Vercel Issues Emergency Patch for Critical React Server Components RCE Vulnerability Affecting Next.js Deployments

Vercel has released an automated security patch addressing a critical remote code execution vulnerability in React Server Components that exposes Next.js applications to unauthenticated server-side attacks. The flaw resides in insecure deserialization within the React Flight protocol, enabling threat actors to execute arbitrary code on affected servers without authentication credentials.
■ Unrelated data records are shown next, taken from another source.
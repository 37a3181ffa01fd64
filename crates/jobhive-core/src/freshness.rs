use std::sync::atomic::{AtomicU64, Ordering};

use chrono::Utc;
use jobhive_schema::RequestId;

/// Issues request ids of the form `{unix_millis:013}-{sequence:06}-{random:08x}`.
///
/// The time prefix keeps ids roughly ordered across processes, the sequence
/// orders ids issued by one generator within the same millisecond, and the
/// random suffix keeps two processes from colliding.
#[derive(Debug, Default)]
pub struct RequestIdGenerator {
    sequence: AtomicU64,
}

impl RequestIdGenerator {
    pub fn new() -> Self {
        Self::default()
    }

    pub fn next_id(&self) -> RequestId {
        let millis = Utc::now().timestamp_millis();
        let sequence = self.sequence.fetch_add(1, Ordering::Relaxed) % 1_000_000;
        let salt: u32 = rand::random();
        RequestId(format!("{millis:013}-{sequence:06}-{salt:08x}"))
    }
}

/// `true` if `id` is still the most recent request, or if no request has
/// been recorded since (for example after a timeout cleared it).
pub fn is_latest(id: &RequestId, current: Option<&RequestId>) -> bool {
    current.map_or(true, |current| current == id)
}

#[cfg(test)]
mod tests {
    use super::*;
    use std::collections::HashSet;

    #[test]
    fn ids_are_unique() {
        let generator = RequestIdGenerator::new();
        let ids: HashSet<_> = (0..1000).map(|_| generator.next_id()).collect();
        assert_eq!(ids.len(), 1000);
    }

    #[test]
    fn ids_sort_by_issue_order() {
        let generator = RequestIdGenerator::new();
        let first = generator.next_id();
        let second = generator.next_id();
        assert!(first.as_str() < second.as_str());
    }

    #[test]
    fn id_has_time_prefix() {
        let id = RequestIdGenerator::new().next_id();
        let parts: Vec<_> = id.as_str().split('-').collect();
        assert_eq!(parts.len(), 3);
        assert_eq!(parts[0].len(), 13);
        assert!(parts[0].parse::<i64>().is_ok());
    }

    #[test]
    fn latest_check() {
        let generator = RequestIdGenerator::new();
        let r1 = generator.next_id();
        let r2 = generator.next_id();

        assert!(is_latest(&r1, Some(&r1)));
        assert!(!is_latest(&r1, Some(&r2)));
        assert!(is_latest(&r1, None));
    }
}
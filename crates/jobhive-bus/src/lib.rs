//! In-process fan-out of conversation lifecycle events.
//!
//! Delivery is best effort: a subscriber whose queue is full misses the
//! event, and subscribers whose receiver was dropped are forgotten on the
//! next publish to their topic.

use std::collections::HashMap;
use std::fmt;
use std::sync::Arc;

use jobhive_schema::BusMessage;
use tokio::sync::mpsc::{self, error::TrySendError};
use tokio::sync::RwLock;

#[derive(Debug, Clone, Copy, Hash, Eq, PartialEq)]
pub enum Topic {
    MessageAccepted,
    WelcomeSent,
    SearchDispatched,
    ResultsDelivered,
    StaleResultDiscarded,
    TaskFailed,
}

impl Topic {
    pub const ALL: [Topic; 6] = [
        Topic::MessageAccepted,
        Topic::WelcomeSent,
        Topic::SearchDispatched,
        Topic::ResultsDelivered,
        Topic::StaleResultDiscarded,
        Topic::TaskFailed,
    ];

    pub fn of(msg: &BusMessage) -> Self {
        match msg {
            BusMessage::MessageAccepted { .. } => Topic::MessageAccepted,
            BusMessage::WelcomeSent { .. } => Topic::WelcomeSent,
            BusMessage::SearchDispatched { .. } => Topic::SearchDispatched,
            BusMessage::ResultsDelivered { .. } => Topic::ResultsDelivered,
            BusMessage::StaleResultDiscarded { .. } => Topic::StaleResultDiscarded,
            BusMessage::TaskFailed { .. } => Topic::TaskFailed,
        }
    }

    pub fn as_str(&self) -> &'static str {
        match self {
            Topic::MessageAccepted => "message_accepted",
            Topic::WelcomeSent => "welcome_sent",
            Topic::SearchDispatched => "search_dispatched",
            Topic::ResultsDelivered => "results_delivered",
            Topic::StaleResultDiscarded => "stale_result_discarded",
            Topic::TaskFailed => "task_failed",
        }
    }
}

impl fmt::Display for Topic {
    fn fmt(&self, f: &mut fmt::Formatter<'_>) -> fmt::Result {
        f.write_str(self.as_str())
    }
}

type Routes = Arc<RwLock<HashMap<Topic, Vec<mpsc::Sender<BusMessage>>>>>;

/// Topic-routed event bus. Clones share the same subscriber table.
#[derive(Clone)]
pub struct EventBus {
    routes: Routes,
    capacity: usize,
}

impl EventBus {
    /// `capacity` bounds each subscriber's queue.
    pub fn new(capacity: usize) -> Self {
        Self {
            routes: Arc::new(RwLock::new(HashMap::new())),
            capacity: capacity.max(1),
        }
    }

    pub async fn subscribe(&self, topic: Topic) -> mpsc::Receiver<BusMessage> {
        self.subscribe_to(&[topic]).await
    }

    /// One receiver fed by several topics, in publish order.
    pub async fn subscribe_to(&self, topics: &[Topic]) -> mpsc::Receiver<BusMessage> {
        let (tx, rx) = mpsc::channel(self.capacity);
        let mut routes = self.routes.write().await;
        for topic in topics {
            routes.entry(*topic).or_default().push(tx.clone());
        }
        rx
    }

    pub async fn subscribe_all(&self) -> mpsc::Receiver<BusMessage> {
        self.subscribe_to(&Topic::ALL).await
    }

    pub async fn subscriber_count(&self, topic: Topic) -> usize {
        self.routes.read().await.get(&topic).map_or(0, Vec::len)
    }

    /// Returns how many subscribers accepted the event.
    pub async fn publish(&self, msg: BusMessage) -> usize {
        route(&self.routes, msg).await
    }

    pub fn publisher(&self) -> BusPublisher {
        BusPublisher {
            routes: Arc::clone(&self.routes),
        }
    }
}

/// Publish-only handle for components that emit events but never listen.
#[derive(Clone)]
pub struct BusPublisher {
    routes: Routes,
}

impl BusPublisher {
    pub async fn publish(&self, msg: BusMessage) -> usize {
        route(&self.routes, msg).await
    }
}

async fn route(routes: &Routes, msg: BusMessage) -> usize {
    let topic = Topic::of(&msg);
    let mut delivered = 0;
    let mut saw_closed = false;
    {
        let routes = routes.read().await;
        for tx in routes.get(&topic).into_iter().flatten() {
            match tx.try_send(msg.clone()) {
                Ok(()) => delivered += 1,
                Err(TrySendError::Full(_)) => {
                    tracing::debug!(%topic, user_id = %msg.user_id(), "subscriber queue full, event dropped");
                }
                Err(TrySendError::Closed(_)) => saw_closed = true,
            }
        }
    }

    if saw_closed {
        if let Some(senders) = routes.write().await.get_mut(&topic) {
            senders.retain(|tx| !tx.is_closed());
        }
    }
    delivered
}
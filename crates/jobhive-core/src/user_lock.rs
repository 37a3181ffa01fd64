//! Per-user mutual exclusion for read-modify-write cycles on stored state.
//!
//! Different users never contend. The lock is held only while the
//! orchestrator loads, transitions and persists one user's context; it is
//! never held across the debounce wait or a downstream search.

use std::collections::HashMap;
use std::sync::Arc;

use jobhive_schema::UserId;
use tokio::sync::{AcquireError, Mutex, OwnedSemaphorePermit, Semaphore};

#[derive(Clone, Default)]
pub struct UserLockManager {
    locks: Arc<Mutex<HashMap<UserId, Arc<Semaphore>>>>,
}

impl UserLockManager {
    pub fn new() -> Self {
        Self::default()
    }

    async fn semaphore_for(&self, user_id: &UserId) -> Arc<Semaphore> {
        let mut locks = self.locks.lock().await;
        locks
            .entry(user_id.clone())
            .or_insert_with(|| Arc::new(Semaphore::new(1)))
            .clone()
    }

    /// Wait for exclusive access to a user's state.
    pub async fn acquire(&self, user_id: &UserId) -> Result<UserLockGuard, AcquireError> {
        let permit = self.semaphore_for(user_id).await.acquire_owned().await?;
        Ok(UserLockGuard { _permit: permit })
    }

    /// Drop semaphores nobody holds or waits on. Returns how many were removed.
    pub async fn cleanup_unused(&self) -> usize {
        let mut locks = self.locks.lock().await;
        let before = locks.len();
        locks.retain(|_, sem| Arc::strong_count(sem) > 1);
        before - locks.len()
    }
}

/// Releases the user's lock when dropped.
pub struct UserLockGuard {
    _permit: OwnedSemaphorePermit,
}

#[cfg(test)]
mod tests {
    use super::*;
    use std::sync::atomic::{AtomicUsize, Ordering};
    use std::time::Duration;

    #[tokio::test]
    async fn test_sequential_access() {
        let manager = UserLockManager::new();
        let counter = Arc::new(AtomicUsize::new(0));
        let user = UserId::new("1");

        let counter1 = counter.clone();
        let manager1 = manager.clone();
        let user1 = user.clone();
        let t1 = tokio::spawn(async move {
            let _guard = manager1.acquire(&user1).await.unwrap();
            counter1.fetch_add(1, Ordering::SeqCst);
            tokio::time::sleep(Duration::from_millis(50)).await;
            counter1.fetch_add(1, Ordering::SeqCst);
        });

        tokio::time::sleep(Duration::from_millis(10)).await;

        let counter2 = counter.clone();
        let manager2 = manager.clone();
        let t2 = tokio::spawn(async move {
            let _guard = manager2.acquire(&user).await.unwrap();
            // Should only run after t1 completes
            assert!(counter2.load(Ordering::SeqCst) >= 2);
            counter2.fetch_add(1, Ordering::SeqCst);
        });

        t1.await.unwrap();
        t2.await.unwrap();
        assert_eq!(counter.load(Ordering::SeqCst), 3);
    }

    #[tokio::test]
    async fn test_different_users_parallel() {
        let manager = UserLockManager::new();
        let _held = manager.acquire(&UserId::new("1")).await.unwrap();

        let other = tokio::time::timeout(
            Duration::from_millis(50),
            manager.acquire(&UserId::new("2")),
        )
        .await;
        assert!(other.is_ok());
    }

    #[tokio::test]
    async fn test_same_user_waits_until_release() {
        let manager = UserLockManager::new();
        let user = UserId::new("1");

        let held = manager.acquire(&user).await.unwrap();
        let blocked = tokio::time::timeout(Duration::from_millis(50), manager.acquire(&user)).await;
        assert!(blocked.is_err());

        drop(held);
        let next = tokio::time::timeout(Duration::from_millis(50), manager.acquire(&user)).await;
        assert!(next.is_ok());
    }

    #[tokio::test]
    async fn test_cleanup_keeps_held_locks() {
        let manager = UserLockManager::new();
        let held = manager.acquire(&UserId::new("held")).await.unwrap();
        drop(manager.acquire(&UserId::new("idle")).await.unwrap());

        assert_eq!(manager.cleanup_unused().await, 1);
        let still_held = tokio::time::timeout(
            Duration::from_millis(50),
            manager.acquire(&UserId::new("held")),
        )
        .await;
        assert!(still_held.is_err());
        drop(held);
    }
}
use std::collections::HashMap;
use std::sync::Arc;
use std::time::Duration;

use anyhow::{anyhow, Result};
use async_trait::async_trait;
use tokio::sync::RwLock;
use tokio::time::Instant;

use crate::store::KeyValueStore;

/// Longer lifetimes are clamped; `Instant` arithmetic panics on overflow.
const MAX_TTL: Duration = Duration::from_secs(100 * 365 * 24 * 60 * 60);

#[derive(Debug, Clone)]
struct Entry {
    value: String,
    expires_at: Instant,
}

impl Entry {
    fn is_live(&self, now: Instant) -> bool {
        self.expires_at > now
    }
}

/// Process-local [`KeyValueStore`]. Uses the tokio clock, so paused-time
/// tests can drive expiry with `tokio::time::advance`.
#[derive(Clone, Default)]
pub struct InMemoryStore {
    entries: Arc<RwLock<HashMap<String, Entry>>>,
}

impl InMemoryStore {
    pub fn new() -> Self {
        Self::default()
    }
}

#[async_trait]
impl KeyValueStore for InMemoryStore {
    async fn get(&self, key: &str) -> Result<Option<String>> {
        let now = Instant::now();
        let entries = self.entries.read().await;
        Ok(entries
            .get(key)
            .filter(|entry| entry.is_live(now))
            .map(|entry| entry.value.clone()))
    }

    async fn set(&self, key: &str, value: &str, ttl: Duration) -> Result<()> {
        let expires_at = Instant::now()
            .checked_add(ttl.min(MAX_TTL))
            .ok_or_else(|| anyhow!("ttl out of range: {ttl:?}"))?;
        let entry = Entry {
            value: value.to_string(),
            expires_at,
        };
        self.entries.write().await.insert(key.to_string(), entry);
        Ok(())
    }

    async fn delete(&self, key: &str) -> Result<bool> {
        let now = Instant::now();
        let removed = self.entries.write().await.remove(key);
        Ok(removed.is_some_and(|entry| entry.is_live(now)))
    }

    async fn ttl(&self, key: &str) -> Result<Option<Duration>> {
        let now = Instant::now();
        let entries = self.entries.read().await;
        Ok(entries
            .get(key)
            .filter(|entry| entry.is_live(now))
            .map(|entry| entry.expires_at - now))
    }

    async fn purge_expired(&self) -> Result<usize> {
        let now = Instant::now();
        let mut entries = self.entries.write().await;
        let before = entries.len();
        entries.retain(|_, entry| entry.is_live(now));
        Ok(before - entries.len())
    }
}
use std::{fs, path::Path, time::Duration};

use anyhow::{anyhow, Context, Result};
use serde::{Deserialize, Serialize};

use crate::state_machine::{TransitionRules, DEFAULT_PAGE_SIZE};

pub const CONFIG_FILE_NAME: &str = "jobhive.yaml";

#[derive(Debug, Clone, Serialize, Deserialize)]
pub struct AppConfig {
    pub name: String,
    pub env: String,
}

/// One week. Sessions are meant to lapse after minutes of silence.
pub const MAX_SESSION_TTL_SECS: u64 = 7 * 24 * 60 * 60;

fn default_session_ttl_secs() -> u64 {
    20 * 60
}

fn default_debounce_ms() -> u64 {
    500
}

fn default_page_size() -> u32 {
    DEFAULT_PAGE_SIZE
}

fn default_pagination_keywords() -> Vec<String> {
    vec!["voir plus".to_string(), "plus".to_string()]
}

#[derive(Debug, Clone, Serialize, Deserialize)]
pub struct ConversationConfig {
    #[serde(default = "default_session_ttl_secs")]
    pub session_ttl_secs: u64,
    #[serde(default = "default_debounce_ms")]
    pub debounce_ms: u64,
    #[serde(default = "default_page_size")]
    pub page_size: u32,
    #[serde(default = "default_pagination_keywords")]
    pub pagination_keywords: Vec<String>,
}

impl Default for ConversationConfig {
    fn default() -> Self {
        Self {
            session_ttl_secs: default_session_ttl_secs(),
            debounce_ms: default_debounce_ms(),
            page_size: default_page_size(),
            pagination_keywords: default_pagination_keywords(),
        }
    }
}

impl ConversationConfig {
    pub fn session_ttl(&self) -> Duration {
        Duration::from_secs(self.session_ttl_secs)
    }

    pub fn debounce_delay(&self) -> Duration {
        Duration::from_millis(self.debounce_ms)
    }

    pub fn rules(&self) -> TransitionRules {
        TransitionRules::new(self.page_size, &self.pagination_keywords)
    }
}

#[derive(Debug, Clone, Copy, PartialEq, Eq, Serialize, Deserialize, Default)]
#[serde(rename_all = "lowercase")]
pub enum StoreBackend {
    #[default]
    Sqlite,
    Memory,
}

fn default_store_path() -> String {
    "data/jobhive.db".to_string()
}

#[derive(Debug, Clone, Serialize, Deserialize)]
pub struct StoreConfig {
    #[serde(default)]
    pub backend: StoreBackend,
    #[serde(default = "default_store_path")]
    pub path: String,
}

impl Default for StoreConfig {
    fn default() -> Self {
        Self {
            backend: StoreBackend::default(),
            path: default_store_path(),
        }
    }
}

fn default_requests_per_minute() -> u32 {
    30
}

fn default_burst() -> u32 {
    10
}

#[derive(Debug, Clone, Serialize, Deserialize)]
pub struct RateLimitConfig {
    #[serde(default = "default_requests_per_minute")]
    pub requests_per_minute: u32,
    #[serde(default = "default_burst")]
    pub burst: u32,
}

impl Default for RateLimitConfig {
    fn default() -> Self {
        Self {
            requests_per_minute: default_requests_per_minute(),
            burst: default_burst(),
        }
    }
}

#[derive(Debug, Clone, Serialize, Deserialize)]
pub struct JobhiveConfig {
    pub app: AppConfig,
    #[serde(default)]
    pub conversation: ConversationConfig,
    #[serde(default)]
    pub store: StoreConfig,
    #[serde(default)]
    pub rate_limit: RateLimitConfig,
}

pub fn resolve_env_var(raw: &str) -> String {
    let mut output = String::new();
    let mut rest = raw;

    while let Some(start) = rest.find("${") {
        output.push_str(&rest[..start]);

        let candidate = &rest[start + 2..];
        let Some(end) = candidate.find('}') else {
            output.push_str(&rest[start..]);
            return output;
        };

        let key = &candidate[..end];
        output.push_str(&std::env::var(key).unwrap_or_default());
        rest = &candidate[end + 1..];
    }

    output.push_str(rest);
    output
}

pub fn load_config(root: &Path) -> Result<JobhiveConfig> {
    let mut config: JobhiveConfig = read_yaml_file(&root.join(CONFIG_FILE_NAME))?;
    resolve_config_env(&mut config);
    validate_config(&config)?;
    Ok(config)
}

pub fn validate_config(config: &JobhiveConfig) -> Result<()> {
    let conversation = &config.conversation;
    if conversation.session_ttl_secs == 0 {
        return Err(anyhow!("conversation.session_ttl_secs must be positive"));
    }
    if conversation.session_ttl_secs > MAX_SESSION_TTL_SECS {
        return Err(anyhow!(
            "conversation.session_ttl_secs ({}) exceeds the maximum of {}",
            conversation.session_ttl_secs,
            MAX_SESSION_TTL_SECS
        ));
    }
    if conversation.page_size == 0 {
        return Err(anyhow!("conversation.page_size must be positive"));
    }
    if conversation.debounce_ms >= conversation.session_ttl_secs.saturating_mul(1000) {
        return Err(anyhow!(
            "conversation.debounce_ms ({}) must be shorter than the session ttl",
            conversation.debounce_ms
        ));
    }
    if conversation
        .pagination_keywords
        .iter()
        .all(|keyword| keyword.trim().is_empty())
    {
        return Err(anyhow!("conversation.pagination_keywords is empty"));
    }

    if config.store.backend == StoreBackend::Sqlite && config.store.path.trim().is_empty() {
        return Err(anyhow!("store.path is required for the sqlite backend"));
    }

    if config.rate_limit.requests_per_minute == 0 || config.rate_limit.burst == 0 {
        return Err(anyhow!(
            "rate_limit.requests_per_minute and rate_limit.burst must be positive"
        ));
    }

    Ok(())
}

pub fn read_yaml_file<T>(path: &Path) -> Result<T>
where
    T: for<'de> Deserialize<'de>,
{
    let content = fs::read_to_string(path)
        .with_context(|| format!("failed to read config file: {}", path.display()))?;
    serde_yaml::from_str(&content)
        .with_context(|| format!("failed to parse yaml file: {}", path.display()))
}

fn resolve_config_env(config: &mut JobhiveConfig) {
    config.app.name = resolve_env_var(&config.app.name);
    config.app.env = resolve_env_var(&config.app.env);
    config.store.path = resolve_env_var(&config.store.path);
    for keyword in &mut config.conversation.pagination_keywords {
        *keyword = resolve_env_var(keyword);
    }
}

#[cfg(test)]
mod tests {
    use std::path::PathBuf;

    use super::*;

    fn fixture_config_root() -> PathBuf {
        PathBuf::from(env!("CARGO_MANIFEST_DIR")).join("../../config")
    }

    fn minimal() -> JobhiveConfig {
        serde_yaml::from_str("app:\n  name: test\n  env: test\n").unwrap()
    }

    #[test]
    fn load_config_from_workspace_fixtures() {
        let config = load_config(&fixture_config_root()).unwrap();
        assert_eq!(config.app.name, "jobhive");
        assert_eq!(config.conversation.session_ttl(), Duration::from_secs(1200));
        assert_eq!(config.conversation.debounce_delay(), Duration::from_millis(500));
        assert_eq!(config.conversation.page_size, 5);
        assert!(config
            .conversation
            .pagination_keywords
            .contains(&"voir plus".to_string()));
    }

    #[test]
    fn missing_sections_fall_back_to_defaults() {
        let config = minimal();
        assert_eq!(config.conversation.session_ttl_secs, 1200);
        assert_eq!(config.conversation.debounce_ms, 500);
        assert_eq!(config.store.backend, StoreBackend::Sqlite);
        assert_eq!(config.rate_limit.requests_per_minute, 30);
        assert!(validate_config(&config).is_ok());
    }

    #[test]
    fn store_backend_parses_lowercase() {
        let config: JobhiveConfig = serde_yaml::from_str(
            "app:\n  name: t\n  env: t\nstore:\n  backend: memory\n",
        )
        .unwrap();
        assert_eq!(config.store.backend, StoreBackend::Memory);
    }

    #[test]
    fn rules_follow_conversation_settings() {
        let mut config = minimal();
        config.conversation.page_size = 10;
        config.conversation.pagination_keywords = vec!["  Suivant ".into()];

        let rules = config.conversation.rules();
        assert_eq!(rules.page_size, 10);
        assert!(rules.is_pagination_request("suivant"));
        assert!(!rules.is_pagination_request("plus"));
    }

    #[test]
    fn validate_config_rejects_zero_page_size() {
        let mut config = minimal();
        config.conversation.page_size = 0;
        let err = validate_config(&config).unwrap_err();
        assert!(err.to_string().contains("page_size"));
    }

    #[test]
    fn validate_config_bounds_session_ttl() {
        let mut config = minimal();
        config.conversation.session_ttl_secs = u64::MAX;
        let err = validate_config(&config).unwrap_err();
        assert!(err.to_string().contains("exceeds the maximum"));

        config.conversation.session_ttl_secs = MAX_SESSION_TTL_SECS;
        assert!(validate_config(&config).is_ok());
    }

    #[test]
    fn validate_config_rejects_debounce_longer_than_ttl() {
        let mut config = minimal();
        config.conversation.session_ttl_secs = 1;
        config.conversation.debounce_ms = 5_000;
        let err = validate_config(&config).unwrap_err();
        assert!(err.to_string().contains("debounce_ms"));
    }

    #[test]
    fn validate_config_requires_sqlite_path() {
        let mut config = minimal();
        config.store.path = "  ".into();
        assert!(validate_config(&config).is_err());

        config.store.backend = StoreBackend::Memory;
        assert!(validate_config(&config).is_ok());
    }

    #[test]
    fn validate_config_rejects_blank_keywords() {
        let mut config = minimal();
        config.conversation.pagination_keywords = vec![" ".into()];
        let err = validate_config(&config).unwrap_err();
        assert!(err.to_string().contains("pagination_keywords"));
    }

    #[test]
    fn resolve_env_var_replaces_env_placeholder() {
        let expected = std::env::var("PATH").unwrap();
        assert_eq!(resolve_env_var("${PATH}"), expected);
    }

    #[test]
    fn resolve_env_var_unclosed_bracket() {
        assert_eq!(resolve_env_var("data/${UNCLOSED"), "data/${UNCLOSED");
    }

    #[test]
    fn resolve_env_var_missing_env_returns_empty() {
        let result = resolve_env_var("db=${JOBHIVE_NONEXISTENT_VAR_XYZ}");
        assert_eq!(result, "db=");
    }
}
The vulnerability, tracked under GitHub Security Advisory GHSA-9qr9-h5gf-34mp, has been assigned multiple identifiers across affected platforms: CVE-2025-55182 for React and CVE-2025-66478 for Next.js. The issue impacts projects hosted on Vercel's platform, specifically those initialized through the cards template under the username siddharth2624s-projects. Vercel has generated an automatic pull request to upgrade affected dependencies, though the company cautions that the automated fix may not be comprehensive and could contain errors.

Security teams are advised to carefully review Vercel's additional guidance before merging the patch. The vulnerability's severity stems from its attack vector—insecure deserialization attacks can bypass authentication entirely by manipulating serialized data streams. Organizations running React Server Components in production environments should treat this as a priority remediation given the potential for complete server compromise. The React and Next.js security advisories contain technical details that security researchers and platform administrators should cross-reference with their current deployments to verify exposure status.